Researchers at HP have discovered a new malware loader that they’ve dubbed SVCReady. While new malware strains are common, this one is distinct for a couple of different reasons.
Like many malicious programs, this spreads primarily via phishing email campaigns. One way that this new strain differs however, is the fact that the malware is loaded onto the target machine via specially crafted Word documents attached to the email.
The idea is that these Word documents leverage VBGA macro code to execute shellcode that’s stored in the properties of the Word document. That’s both new and dangerous.
The HP researchers found evidence that tracks the malicious code back to its origin in April of 2022, with the developers releasing several updates just one month later in May. The number of updates is suggestive of a large, well-organized team that is committed to continued development of their new toy.

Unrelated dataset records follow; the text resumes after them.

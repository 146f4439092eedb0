use anyhow::{anyhow, Context, Result};
use armdrift_lib::core::config::Config;
use armdrift_lib::core::geometry::Normalizer;
use armdrift_lib::core::thresholds::ThresholdPreset;
use armdrift_lib::models::response::ResponseMode;
use armdrift_lib::{observability, server};
use clap::Parser;
use std::path::PathBuf;
use tracing::info;

/// Arm drift scoring service. Serves the drift handler over HTTP.
#[derive(Parser, Debug)]
#[command(name = "armdrift", version, long_about = None)]
struct Args {
    /// Config file (default: ~/.armdrift/config/settings.json, created if missing)
    #[arg(short, long)]
    config: Option<PathBuf>,

    /// Address to bind, e.g. "0.0.0.0:8787"
    #[arg(short, long)]
    bind: Option<String>,

    /// Threshold preset: research, nihss, field or realistic
    #[arg(long)]
    preset: Option<String>,

    /// Arm length normalizer: vertical or euclidean
    #[arg(long)]
    normalizer: Option<String>,

    /// Response mode: envelope or direct
    #[arg(long)]
    mode: Option<String>,

    /// Do not require a 90° starting position for timed holds
    #[arg(long, default_value_t = false)]
    no_positioning: bool,

    /// Enable debug logging
    #[arg(short, long, default_value_t = false)]
    verbose: bool,
}

impl Args {
    fn apply(&self, config: &mut Config) -> Result<()> {
        if let Some(bind) = &self.bind {
            config.bind_address = bind.clone();
        }
        if let Some(preset) = &self.preset {
            config.threshold_preset = ThresholdPreset::from_string(preset).map_err(|e| anyhow!(e))?;
            config.custom_ladder = None;
        }
        if let Some(normalizer) = &self.normalizer {
            config.normalizer = Normalizer::from_string(normalizer).map_err(|e| anyhow!(e))?;
        }
        if let Some(mode) = &self.mode {
            config.response_mode = ResponseMode::from_string(mode).map_err(|e| anyhow!(e))?;
        }
        if self.no_positioning {
            config.protocol.enforce_positioning = false;
        }
        if self.verbose {
            config.log_level = "debug".to_string();
        }
        config.validate()?;
        Ok(())
    }
}

#[tokio::main]
async fn main() -> Result<()> {
    let args = Args::parse();

    let mut config = match &args.config {
        Some(path) => Config::load_from(path)
            .with_context(|| format!("Failed to load config from {}", path.display()))?,
        None => Config::load().context("Failed to load config")?,
    };
    args.apply(&mut config)?;

    observability::init_logging(&config.log_level)?;
    info!(
        version = env!("CARGO_PKG_VERSION"),
        preset = config.threshold_preset.to_string(),
        normalizer = config.normalizer.to_string(),
        "Starting armdrift"
    );

    server::serve(&config).await
}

Currently, SVCReady boasts the following capabilities:
Download a file to the infected client
Take a screenshot
Run a shell command
Check if it is running in a virtual machine
Collect system information (a short and a “normal” version)

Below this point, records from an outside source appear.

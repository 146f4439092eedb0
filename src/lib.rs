pub mod client;
pub mod core;
pub mod handler;
pub mod models;
pub mod observability;
pub mod server;

pub use crate::core::config::Config;
pub use handler::{handle_event, DriftService};
pub use models::assessment::{DriftError, DriftResult, Severity};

Check the USB status, i.e., the number of devices plugged-in
Establish persistence through a scheduled task
Run a file
And run a file using RunPeNative in memory
In addition to these capabilities, SVCReady can also fetch additional payloads from the command-and-control server. While the bullet points above are dangerous in their way, it is the last, recently added capability that makes the new malware strain especially dangerous. It enables the hackers to tailor the level of destruction for each infected target.
Worse, the new strain contains bits of code that lead the HP researchers to conclude that the threat actor TA551 may be behind it. This is a large, well-organized group with ties to multiple other hacking organizations and ransomware affiliates. That implies that SVCReady may soon become much more widely available than it is now.
You will want to be sure this one stays on your radar.